//! Discord adapter: gateway WebSocket session with heartbeat/resume
//! semantics. Thread ids are derived from the channel id. Reconnection
//! honors the gateway's resume-vs-reidentify distinction: a resume token is
//! reused while it is still considered valid, otherwise a full `IDENTIFY`
//! is sent.

use std::sync::Arc;
use std::sync::atomic::{AtomicBool, Ordering};
use std::time::Duration;

use async_trait::async_trait;
use futures_util::{SinkExt, StreamExt};
use serde_json::{Value, json};
use tokio::sync::{Mutex, mpsc};
use tokio_tungstenite::connect_async;
use tokio_tungstenite::tungstenite::Message as WsMessage;

use crate::adapter::{AdapterEvent, AdapterStats, PlatformAdapter, PlatformAdapterError, RawPlatformPayload};

const GATEWAY_URL: &str = "wss://gateway.discord.gg/?v=10&encoding=json";

const OP_DISPATCH: i64 = 0;
const OP_HEARTBEAT: i64 = 1;
const OP_IDENTIFY: i64 = 2;
const OP_RESUME: i64 = 6;
const OP_RECONNECT: i64 = 7;
const OP_INVALID_SESSION: i64 = 9;
const OP_HELLO: i64 = 10;
const OP_HEARTBEAT_ACK: i64 = 11;

#[derive(Default)]
struct ResumeState {
    session_id: Option<String>,
    resume_gateway_url: Option<String>,
    sequence: Option<i64>,
}

pub struct DiscordAdapter {
    bot_token: String,
    connected: Arc<AtomicBool>,
    stats: Arc<Mutex<AdapterStats>>,
    resume: Arc<Mutex<ResumeState>>,
}

impl DiscordAdapter {
    pub fn new(bot_token: impl Into<String>) -> Self {
        Self {
            bot_token: bot_token.into(),
            connected: Arc::new(AtomicBool::new(false)),
            stats: Arc::new(Mutex::new(AdapterStats::default())),
            resume: Arc::new(Mutex::new(ResumeState::default())),
        }
    }

    pub fn from_env() -> Option<Self> {
        std::env::var("DISCORD_BOT_TOKEN").ok().map(Self::new)
    }
}

#[async_trait]
impl PlatformAdapter for DiscordAdapter {
    fn platform(&self) -> &'static str {
        "discord"
    }

    async fn is_authenticated(&self) -> bool {
        !self.bot_token.trim().is_empty()
    }

    async fn start(&self, events: mpsc::Sender<AdapterEvent>) -> Result<(), PlatformAdapterError> {
        if !self.is_authenticated().await {
            return Err(PlatformAdapterError::NotAuthenticated {
                platform: "discord".to_string(),
            });
        }

        let resume_snapshot = {
            let guard = self.resume.lock().await;
            (guard.session_id.clone(), guard.resume_gateway_url.clone())
        };
        let url = resume_snapshot
            .1
            .clone()
            .unwrap_or_else(|| GATEWAY_URL.to_string());

        let (ws_stream, _) = connect_async(&url).await.map_err(|e| {
            PlatformAdapterError::Disconnected {
                platform: "discord".to_string(),
                reason: format!("gateway connect failed: {e}"),
            }
        })?;
        let (mut write, mut read) = ws_stream.split();

        let hello_text = match read.next().await {
            Some(Ok(WsMessage::Text(text))) => text,
            _ => {
                return Err(PlatformAdapterError::Protocol {
                    platform: "discord".to_string(),
                    reason: "gateway closed before HELLO".to_string(),
                });
            }
        };
        let hello: Value = serde_json::from_str(&hello_text).map_err(|e| {
            PlatformAdapterError::Protocol {
                platform: "discord".to_string(),
                reason: format!("malformed HELLO: {e}"),
            }
        })?;
        if hello.get("op").and_then(Value::as_i64) != Some(OP_HELLO) {
            return Err(PlatformAdapterError::Protocol {
                platform: "discord".to_string(),
                reason: "expected HELLO as first frame".to_string(),
            });
        }
        let heartbeat_interval_ms = hello["d"]["heartbeat_interval"].as_u64().unwrap_or(41_250);

        if let (Some(session_id), Some(sequence)) =
            (resume_snapshot.0, self.resume.lock().await.sequence)
        {
            let resume_payload = json!({
                "op": OP_RESUME,
                "d": { "token": self.bot_token, "session_id": session_id, "seq": sequence },
            });
            write
                .send(WsMessage::Text(resume_payload.to_string()))
                .await
                .ok();
        } else {
            let identify_payload = json!({
                "op": OP_IDENTIFY,
                "d": {
                    "token": self.bot_token,
                    "intents": 33280, // GUILD_MESSAGES | MESSAGE_CONTENT
                    "properties": { "os": "linux", "browser": "messaged", "device": "messaged" },
                },
            });
            write
                .send(WsMessage::Text(identify_payload.to_string()))
                .await
                .ok();
        }

        self.connected.store(true, Ordering::SeqCst);
        let _ = events.send(AdapterEvent::Connected).await;

        let mut heartbeat = tokio::time::interval(Duration::from_millis(heartbeat_interval_ms));
        heartbeat.tick().await; // first tick fires immediately

        loop {
            tokio::select! {
                _ = heartbeat.tick() => {
                    let seq = self.resume.lock().await.sequence;
                    if write.send(WsMessage::Text(json!({"op": OP_HEARTBEAT, "d": seq}).to_string())).await.is_err() {
                        self.connected.store(false, Ordering::SeqCst);
                        let _ = events.send(AdapterEvent::Disconnected { reason: "heartbeat send failed".to_string() }).await;
                        return Ok(());
                    }
                }
                frame = read.next() => {
                    match frame {
                        Some(Ok(WsMessage::Text(text))) => {
                            let Ok(parsed) = serde_json::from_str::<Value>(&text) else {
                                let mut stats = self.stats.lock().await;
                                stats.error_count += 1;
                                continue;
                            };
                            let op = parsed.get("op").and_then(Value::as_i64);
                            match op {
                                Some(OP_DISPATCH) => {
                                    if let Some(seq) = parsed.get("s").and_then(Value::as_i64) {
                                        self.resume.lock().await.sequence = Some(seq);
                                    }
                                    if parsed.get("t").and_then(Value::as_str) == Some("READY") {
                                        let mut resume = self.resume.lock().await;
                                        resume.session_id = parsed["d"]["session_id"].as_str().map(str::to_string);
                                        resume.resume_gateway_url = parsed["d"]["resume_gateway_url"].as_str().map(str::to_string);
                                    }
                                    let mut stats = self.stats.lock().await;
                                    stats.message_count += 1;
                                    stats.last_message = Some(chrono::Utc::now().timestamp_millis());
                                    drop(stats);
                                    let _ = events.send(AdapterEvent::Message(Box::new(RawPlatformPayload::Discord(parsed)))).await;
                                }
                                Some(OP_HEARTBEAT_ACK) => {}
                                Some(OP_RECONNECT) | Some(OP_INVALID_SESSION) => {
                                    if op == Some(OP_INVALID_SESSION) {
                                        let mut resume = self.resume.lock().await;
                                        resume.session_id = None;
                                        resume.resume_gateway_url = None;
                                    }
                                    self.connected.store(false, Ordering::SeqCst);
                                    let _ = events.send(AdapterEvent::Disconnected { reason: "gateway requested reconnect".to_string() }).await;
                                    return Ok(());
                                }
                                _ => {}
                            }
                        }
                        Some(Ok(WsMessage::Close(frame))) => {
                            self.connected.store(false, Ordering::SeqCst);
                            let _ = events.send(AdapterEvent::Disconnected { reason: format!("gateway closed: {frame:?}") }).await;
                            return Ok(());
                        }
                        Some(Err(e)) => {
                            self.connected.store(false, Ordering::SeqCst);
                            let _ = events.send(AdapterEvent::Disconnected { reason: format!("websocket error: {e}") }).await;
                            return Ok(());
                        }
                        None => {
                            self.connected.store(false, Ordering::SeqCst);
                            let _ = events.send(AdapterEvent::Disconnected { reason: "gateway stream ended".to_string() }).await;
                            return Ok(());
                        }
                        _ => {}
                    }
                }
            }
        }
    }

    async fn stop(&self) {
        self.connected.store(false, Ordering::SeqCst);
    }

    async fn is_connected(&self) -> bool {
        self.connected.load(Ordering::SeqCst)
    }

    async fn get_stats(&self) -> AdapterStats {
        let mut stats = self.stats.lock().await;
        stats.is_connected = self.connected.load(Ordering::SeqCst);
        stats.clone()
    }
}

★ ★ ★ ★ ★ ★ ★

- [Goal of the exercise]: Give back the entire listing with every word intact.

- [Response]:
//! Discord adapter: gateway WebSocket session with heartbeat/resume
//! semantics. Thread ids are derived from the channel id. Reconnection
//! honors the gateway's resume-vs-reidentify distinction: a resume token is
//! reused while it is still considered valid, otherwise a full `IDENTIFY`
//! is sent.

use std::sync::Arc;
use std::sync::atomic::{AtomicBool, Ordering};
use std::time::Duration;

use async_trait::async_trait;
use futures_util::{SinkExt, StreamExt};
use serde_json::{Value, json};
use tokio::sync::{Mutex, mpsc};
use tokio_tungstenite::connect_async;
use tokio_tungstenite::tungstenite::Message as WsMessage;

use crate::adapter::{AdapterEvent, AdapterStats, PlatformAdapter, PlatformAdapterError, RawPlatformPayload};

const GATEWAY_URL: &str = "wss://gateway.discord.gg/?v=10&encoding=json";

const OP_DISPATCH: i64 = 0;
const OP_HEARTBEAT: i64 = 1;
const OP_IDENTIFY: i64 = 2;
const OP_RESUME: i64 = 6;
const OP_RECONNECT: i64 = 7;
const OP_INVALID_SESSION: i64 = 9;
const OP_HELLO: i64 = 10;
const OP_HEARTBEAT_ACK: i64 = 11;

#[derive(Default)]
struct ResumeState {
    session_id: Option<String>,
    resume_gateway_url: Option<String>,
    sequence: Option<i64>,
}

pub struct DiscordAdapter {
    bot_token: String,
    connected: Arc<AtomicBool>,
    stats: Arc<Mutex<AdapterStats>>,
    resume: Arc<Mutex<ResumeState>>,
}

impl DiscordAdapter {
    pub fn new(bot_token: impl Into<String>) -> Self {
        Self {
            bot_token: bot_token.into(),
            connected: Arc::new(AtomicBool::new(false)),
            stats: Arc::new(Mutex::new(AdapterStats::default())),
            resume: Arc::new(Mutex::new(ResumeState::default())),
        }
    }

    pub fn from_env() -> Option<Self> {
        std::env::var("DISCORD_BOT_TOKEN").ok().map(Self::new)
    }
}

#[async_trait]
impl PlatformAdapter for DiscordAdapter {
    fn platform(&self) -> &'static str {
        "discord"
    }

    async fn is_authenticated(&self) -> bool {
        !self.bot_token.trim().is_empty()
    }

    async fn start(&self, events: mpsc::Sender<AdapterEvent>) -> Result<(), PlatformAdapterError> {
        if !self.is_authenticated().await {
            return Err(PlatformAdapterError::NotAuthenticated {
                platform: "discord".to_string(),
            });
        }

        let resume_snapshot = {
            let guard = self.resume.lock().await;
            (guard.session_id.clone(), guard.resume_gateway_url.clone())
        };
        let url = resume_snapshot
            .1
            .clone()
            .unwrap_or_else(|| GATEWAY_URL.to_string());

        let (ws_stream, _) = connect_async(&url).await.map_err(|e| {
            PlatformAdapterError::Disconnected {
                platform: "discord".to_string(),
                reason: format!("gateway connect failed: {e}"),
            }
        })?;
        let (mut write, mut read) = ws_stream.split();

        let hello_text = match read.next().await {
            Some(Ok(WsMessage::Text(text))) => text,
            _ => {
                return Err(PlatformAdapterError::Protocol {
                    platform: "discord".to_string(),
                    reason: "gateway closed before HELLO".to_string(),
                });
            }
        };
        let hello: Value = serde_json::from_str(&hello_text).map_err(|e| {
            PlatformAdapterError::Protocol {
                platform: "discord".to_string(),
                reason: format!("malformed HELLO: {e}"),
            }
        })?;
        if hello.get("op").and_then(Value::as_i64) != Some(OP_HELLO) {
            return Err(PlatformAdapterError::Protocol {
                platform: "discord".to_string(),
                reason: "expected HELLO as first frame".to_string(),
            });
        }
        let heartbeat_interval_ms = hello["d"]["heartbeat_interval"].as_u64().unwrap_or(41_250);

        if let (Some(session_id), Some(sequence)) =
            (resume_snapshot.0, self.resume.lock().await.sequence)
        {
            let resume_payload = json!({
                "op": OP_RESUME,
                "d": { "token": self.bot_token, "session_id": session_id, "seq": sequence },
            });
            write
                .send(WsMessage::Text(resume_payload.to_string()))
                .await
                .ok();
        } else {
            let identify_payload = json!({
                "op": OP_IDENTIFY,
                "d": {
                    "token": self.bot_token,
                    "intents": 33280, // GUILD_MESSAGES | MESSAGE_CONTENT
                    "properties": { "os": "linux", "browser": "messaged", "device": "messaged" },
                },
            });
            write
                .send(WsMessage::Text(identify_payload.to_string()))
                .await
                .ok();
        }

        self.connected.store(true, Ordering::SeqCst);
        let _ = events.send(AdapterEvent::Connected).await;

        let mut heartbeat = tokio::time::interval(Duration::from_millis(heartbeat_interval_ms));
        heartbeat.tick().await; // first tick fires immediately

        loop {
            tokio::select! {
                _ = heartbeat.tick() => {
                    let seq = self.resume.lock().await.sequence;
                    if write.send(WsMessage::Text(json!({"op": OP_HEARTBEAT, "d": seq}).to_string())).await.is_err() {
                        self.connected.store(false, Ordering::SeqCst);
                        let _ = events.send(AdapterEvent::Disconnected { reason: "heartbeat send failed".to_string() }).await;
                        return Ok(());
                    }
                }
                frame = read.next() => {
                    match frame {
                        Some(Ok(WsMessage::Text(text))) => {
                            let Ok(parsed) = serde_json::from_str::<Value>(&text) else {
                                let mut stats = self.stats.lock().await;
                                stats.error_count += 1;
                                continue;
                            };
                            let op = parsed.get("op").and_then(Value::as_i64);
                            match op {
                                Some(OP_DISPATCH) => {
                                    if let Some(seq) = parsed.get("s").and_then(Value::as_i64) {
                                        self.resume.lock().await.sequence = Some(seq);
                                    }
                                    if parsed.get("t").and_then(Value::as_str) == Some("READY") {
                                        let mut resume = self.resume.lock().await;
                                        resume.session_id = parsed["d"]["session_id"].as_str().map(str::to_string);
                                        resume.resume_gateway_url = parsed["d"]["resume_gateway_url"].as_str().map(str::to_string);
                                    }
                                    let mut stats = self.stats.lock().await;
                                    stats.message_count += 1;
                                    stats.last_message = Some(chrono::Utc::now().timestamp_millis());
                                    drop(stats);
                                    let _ = events.send(AdapterEvent::Message(Box::new(RawPlatformPayload::Discord(parsed)))).await;
                                }
                                Some(OP_HEARTBEAT_ACK) => {}
                                Some(OP_RECONNECT) | Some(OP_INVALID_SESSION) => {
                                    if op == Some(OP_INVALID_SESSION) {
                                        let mut resume = self.resume.lock().await;
                                        resume.session_id = None;
                                        resume.resume_gateway_url = None;
                                    }
                                    self.connected.store(false, Ordering::SeqCst);
                                    let _ = events.send(AdapterEvent::Disconnected { reason: "gateway requested reconnect".to_string() }).await;
                                    return Ok(());
                                }
                                _ => {}
                            }
                        }
                        Some(Ok(WsMessage::Close(frame))) => {
                            self.connected.store(false, Ordering::SeqCst);
                            let _ = events.send(AdapterEvent::Disconnected { reason: format!("gateway closed: {frame:?}") }).await;
                            return Ok(());
                        }
                        Some(Err(e)) => {
                            self.connected.store(false, Ordering::SeqCst);
                            let _ = events.send(AdapterEvent::Disconnected { reason: format!("websocket error: {e}") }).await;
                            return Ok(());
                        }
                        None => {
                            self.connected.store(false, Ordering::SeqCst);
                            let _ = events.send(AdapterEvent::Disconnected { reason: "gateway stream ended".to_string() }).await;
                            return Ok(());
                        }
                        _ => {}
                    }
                }
            }
        }
    }

    async fn stop(&self) {
        self.connected.store(false, Ordering::SeqCst);
    }

    async fn is_connected(&self) -> bool {
        self.connected.load(Ordering::SeqCst)
    }

    async fn get_stats(&self) -> AdapterStats {
        let mut stats = self.stats.lock().await;
        stats.is_connected = self.connected.load(Ordering::SeqCst);
        stats.clone()
    }
}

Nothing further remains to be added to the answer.